Real Estate Market Analysis Uncovering Price Drivers in Mexico and Brazil

An analysis of the real estate markets in Mexico and Brazil to identify the key factors that influence property prices.

This project analyzes an e-commerce dataset to understand and predict product prices in the real estate markets of Mexico and Brazil. The process involves several key stages:

  1. Data Loading & Cleaning: The dataset is loaded, and missing values in critical fields like category_name and brand_name are handled. The category_name is broken down into three sub-categories for a more granular analysis.

  2. Exploratory Data Analysis (EDA): The analysis reveals that the price variable is highly skewed. To normalize it, a log transformation (log(price+1)) is applied. The notebook then examines the distributions of various features, including item condition, shipping status, top brands, and categories.
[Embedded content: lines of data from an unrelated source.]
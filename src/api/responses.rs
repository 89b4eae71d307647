//! Response values produced by the API handlers.
//!
//! Handlers return an `ApiResponse` instead of writing to the connection,
//! which keeps them testable without a socket. The server adapter turns it
//! into an `http::Response`.

use std::time::Instant;

use chrono::Utc;
use serde::Serialize;

use crate::error::ServiceError;
use crate::metrics;

#[derive(Debug, Clone)]
pub struct ApiResponse {
    pub status: u16,
    pub content_type: &'static str,
    pub body: Vec<u8>,
    /// Extra header, e.g. `Allow` on a 405
    pub allow: Option<&'static str>,
}

impl ApiResponse {
    pub fn json<T: Serialize>(status: u16, value: &T) -> Self {
        match serde_json::to_vec(value) {
            Ok(body) => Self {
                status,
                content_type: "application/json",
                body,
                allow: None,
            },
            Err(e) => Self::error(500, "internal server error", &e.to_string()),
        }
    }

    /// JSON error body: `{"status", "error", "timestamp"}`
    pub fn error(status: u16, label: &str, message: &str) -> Self {
        let body = serde_json::json!({
            "status": label,
            "error": message,
            "timestamp": Utc::now().to_rfc3339(),
        });
        Self {
            status,
            content_type: "application/json",
            body: body.to_string().into_bytes(),
            allow: None,
        }
    }

    pub fn from_service_error(err: &ServiceError) -> Self {
        Self::error(err.to_http_status(), err.label(), &err.to_string())
    }

    pub fn method_not_allowed(allowed: &'static str) -> Self {
        let mut response = Self::error(
            405,
            "method not allowed",
            &format!("allowed methods: {}", allowed),
        );
        response.allow = Some(allowed);
        response
    }

    pub fn prometheus(content_type: &'static str, body: String) -> Self {
        Self {
            status: 200,
            content_type,
            body: body.into_bytes(),
            allow: None,
        }
    }

    pub fn body_json(&self) -> Option<serde_json::Value> {
        serde_json::from_slice(&self.body).ok()
    }
}

pub fn handle_health(start_time: Instant) -> ApiResponse {
    ApiResponse::json(
        200,
        &serde_json::json!({
            "status": "ok",
            "uptime_seconds": start_time.elapsed().as_secs(),
            "version": env!("CARGO_PKG_VERSION"),
        }),
    )
}

pub fn handle_metrics() -> ApiResponse {
    match metrics::render() {
        Ok((_, body)) => ApiResponse::prometheus("text/plain; version=0.0.4", body),
        Err(e) => {
            tracing::error!(error = %e, "Failed to encode metrics");
            ApiResponse::error(500, "internal server error", "failed to encode metrics")
        }
    }
}
use anyhow::Context;
use clap::Parser;
use pingora_core::server::configuration::Opt;
use pingora_core::server::Server;
use std::path::PathBuf;
use std::sync::Arc;
use vixel::api::{ApiState, VixelApp};
use vixel::catalog::MemoryCatalog;
use vixel::config::Config;
use vixel::service::ImageService;
use vixel::storage::build_object_store;

/// Vixel - image upload and transformation service
#[derive(Parser, Debug)]
#[command(name = "vixel")]
#[command(version, about, long_about = None)]
struct Args {
    /// Path to configuration file
    #[arg(short, long, default_value = "config.yaml")]
    config: PathBuf,

    /// Test configuration and exit
    #[arg(long)]
    test: bool,
}

fn main() -> anyhow::Result<()> {
    let args = Args::parse();

    let config = Config::from_file(&args.config)
        .with_context(|| format!("Failed to load configuration from {}", args.config.display()))?;
    config.validate().context("Invalid configuration")?;

    vixel::logging::init_subscriber(&config.logging)
        .map_err(|e| anyhow::anyhow!("Failed to initialize logging subsystem: {}", e))?;

    tracing::info!(
        config_file = %args.config.display(),
        server_address = %config.server.address,
        server_port = config.server.port,
        storage_endpoint = %config.storage.endpoint,
        bucket = %config.storage.bucket,
        "Configuration loaded successfully"
    );

    if args.test {
        println!("configuration {} is valid", args.config.display());
        return Ok(());
    }

    // The S3 client is built on a short-lived runtime; Pingora runs its own
    let runtime = tokio::runtime::Runtime::new().context("Failed to start tokio runtime")?;
    let store = runtime
        .block_on(build_object_store(&config.storage))
        .context("Failed to create object store client")?;
    drop(runtime);

    let images = ImageService::new(
        Arc::new(MemoryCatalog::new()),
        store,
        config.limits.clone(),
    );
    let state = Arc::new(ApiState::new(Arc::new(images), &config));

    let opt = Opt {
        test: false,
        ..Default::default()
    };
    let mut server = Server::new(Some(opt)).context("Failed to create Pingora server")?;
    server.bootstrap();

    let listen_addr = config.server.listen_addr();
    let service = VixelApp::service(state, &listen_addr);

    tracing::info!(address = %listen_addr, "Starting Vixel image service");

    server.add_service(service);
    server.run_forever();
}
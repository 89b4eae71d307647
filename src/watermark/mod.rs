//! Text watermarks.
//!
//! Renders caller-supplied text in the embedded font and composites it onto
//! an image at an absolute position. The requested opacity (percent) is the
//! composite alpha of the text layer.

pub mod compositor;
pub mod error;
pub mod text_renderer;

pub use compositor::{blend_layer, WatermarkLayer};
pub use error::WatermarkError;
pub use text_renderer::{
    measure_text, parse_hex_color, render_text, render_text_window, Color, TextRenderOptions,
    TextWindow,
};

use image::RgbaImage;

/// Parameters for stamping one line of text onto an image.
#[derive(Debug, Clone)]
pub struct TextStamp<'a> {
    pub text: &'a str,
    pub x: i32,
    pub y: i32,
    /// 0..=100
    pub opacity_percent: u8,
    pub color: Color,
    pub font_size: f32,
}

/// Render `stamp.text` and blend it onto `target` in place.
///
/// Only the part of the text box that overlaps `target` is rasterised.
pub fn apply_text_watermark(
    target: &mut RgbaImage,
    stamp: &TextStamp<'_>,
) -> Result<(), WatermarkError> {
    let options = TextRenderOptions {
        text: stamp.text.to_string(),
        font_size: stamp.font_size,
        color: stamp.color,
    };
    text_renderer::validate_options(&options)?;
    let (text_width, text_height) = measure_text(stamp.text, stamp.font_size)?;

    let (x, y) = (stamp.x as i64, stamp.y as i64);
    let left = x.max(0);
    let top = y.max(0);
    let right = (x + text_width as i64).min(target.width() as i64);
    let bottom = (y + text_height as i64).min(target.height() as i64);
    if right <= left || bottom <= top {
        return Ok(());
    }

    let window = TextWindow {
        x: (left - x) as u32,
        y: (top - y) as u32,
        width: (right - left) as u32,
        height: (bottom - top) as u32,
    };
    let rendered = render_text_window(&options, window)?;

    let layer = WatermarkLayer {
        image: rendered,
        x: left as i32,
        y: top as i32,
        opacity: stamp.opacity_percent.min(100) as f32 / 100.0,
    };
    blend_layer(target, &layer);
    Ok(())
}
  3. Feature Engineering: To prepare the data for modeling, categorical and text-based features are converted into a numerical format:
    • Text: CountVectorizer is used for the item name, and TfidfVectorizer is used for the item_description.
    • Categorical: LabelBinarizer (similar to one-hot encoding) is applied to the brand_name and the newly created sub-categories.
  4. Modeling: All engineered features are combined into a single sparse matrix. A Ridge linear regression model is trained on this data to predict the log-transformed price.

  5. Evaluation: The model’s performance is measured using the Root Mean Squared Logarithmic Error (RMSLE), a standard metric for this type of regression problem.

In summary, this notebook demonstrates how to build a machine learning model to predict product prices based on features like their name, description, brand, and category.